▸ PROBLEM DESCRIPTION: Pick out each line of the records in which the word "requested" appears.

[Stored items]
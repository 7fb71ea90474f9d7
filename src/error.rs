use crate::segment::Segment;

/// Why a version string was rejected by [`Version::parse`](crate::Version::parse).
#[derive(thiserror::Error, Debug, Clone, PartialEq, Eq)]
pub enum ParseErrorKind {
    /// Nothing but whitespace was given.
    #[error("version string is empty")]
    Empty,

    /// The release segment (e.g. `1.2.3`) is missing where it should be.
    #[error("expected a release number such as `1.0`")]
    MissingRelease,

    /// A character that cannot appear at this point of a version.
    #[error("unexpected character `{character}` at position {position}")]
    UnexpectedCharacter {
        /// The offending character, lowercased.
        character: char,
        /// Byte offset into the trimmed, lowercased version string.
        position: usize,
    },

    /// The version string ends in the middle of a field (e.g. `1.0+`).
    #[error("version string ends unexpectedly")]
    UnexpectedEnd,

    /// A known qualifier appears after a field that must follow it, or a field appears twice,
    /// like `1.0.dev1a1` or `1.0a1b2`.
    #[error("`{found}` cannot appear after the {after} segment")]
    OutOfOrder {
        /// The qualifier spelling that was found.
        found: String,
        /// The name of the field that it was found after.
        after: &'static str,
    },

    /// An alphabetic qualifier that is none of the PEP 440 spellings, like `gamma`.
    #[error("`{qualifier}` is not a recognized pre-, post- or dev-release qualifier")]
    UnrecognizedQualifier {
        /// The unrecognized spelling, lowercased.
        qualifier: String,
    },

    /// A numeric segment too large to represent.
    #[error("number `{digits}` is too large")]
    NumberTooLarge {
        /// The digits as written.
        digits: String,
    },
}

/// Returned when a string is not a valid PEP 440 version.
#[derive(thiserror::Error, Debug, Clone, PartialEq, Eq)]
#[error("`{version}` is not a valid PEP 440 version: {kind}")]
pub struct ParseError {
    /// The offending input, as given.
    pub version: String,
    /// The reason it was rejected.
    pub kind: ParseErrorKind,
}

impl ParseError {
    pub(crate) fn new(version: &str, kind: ParseErrorKind) -> Self {
        Self {
            version: version.to_owned(),
            kind,
        }
    }
}

/// Returned when a version cannot be updated as requested.
#[derive(thiserror::Error, Debug, Clone, PartialEq, Eq)]
pub enum UpdateError {
    /// `pre` was requested on a version without a pre-release, so there is no kind to bump.
    #[error("version has no pre-release segment to update")]
    MissingPre,

    /// The update would make a segment negative.
    #[error("updating `{segment}` would make it negative ({value})")]
    Negative {
        /// The segment being updated.
        segment: Segment,
        /// The would-be value.
        value: i128,
    },

    /// A release position so far past the end of the release that zero-padding up to it is
    /// refused.
    #[error("release position {index} is too far past the end of the release")]
    PositionTooLarge {
        /// The requested position.
        index: usize,
    },

    /// The update would not fit in a segment.
    #[error("updating `{segment}` overflows")]
    Overflow {
        /// The segment being updated.
        segment: Segment,
    },

    /// A segment name that is not one of `major`, `minor`, `micro`, `release`, `pre`, `post`,
    /// `dev`, or a release index.
    #[error("unknown segment `{name}`, should be one of major, minor, micro, release, pre, post, dev or a release index")]
    UnknownSegment {
        /// The name as given.
        name: String,
    },
}

/// Returned when a [`Version`](crate::Version) is constructed from fields that break its
/// invariants.
#[derive(thiserror::Error, Debug, Clone, PartialEq, Eq)]
pub enum InvalidVersion {
    /// The release has no numbers.
    #[error("release should have at least one number")]
    EmptyRelease,

    /// The local version label has no segments.
    #[error("local version label should have at least one segment")]
    EmptyLocal,

    /// A local token is empty, has other characters, or is only digits.
    #[error("local segment `{segment}` should be non-empty lowercase ASCII letters and digits")]
    InvalidLocalSegment {
        /// The segment as given.
        segment: String,
    },
}

/// Any error this crate produces.
#[derive(thiserror::Error, Debug, Clone, PartialEq, Eq)]
pub enum Error {
    /// See [`ParseError`].
    #[error(transparent)]
    Parse(#[from] ParseError),

    /// See [`UpdateError`].
    #[error(transparent)]
    Update(#[from] UpdateError),

    /// See [`InvalidVersion`].
    #[error(transparent)]
    Invalid(#[from] InvalidVersion),
}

▸ EXERCISE OUTPUT:
/// Returned when a version cannot be updated as requested.
    /// `pre` was requested on a version without a pre-release, so there is no kind to bump.
        /// The requested position.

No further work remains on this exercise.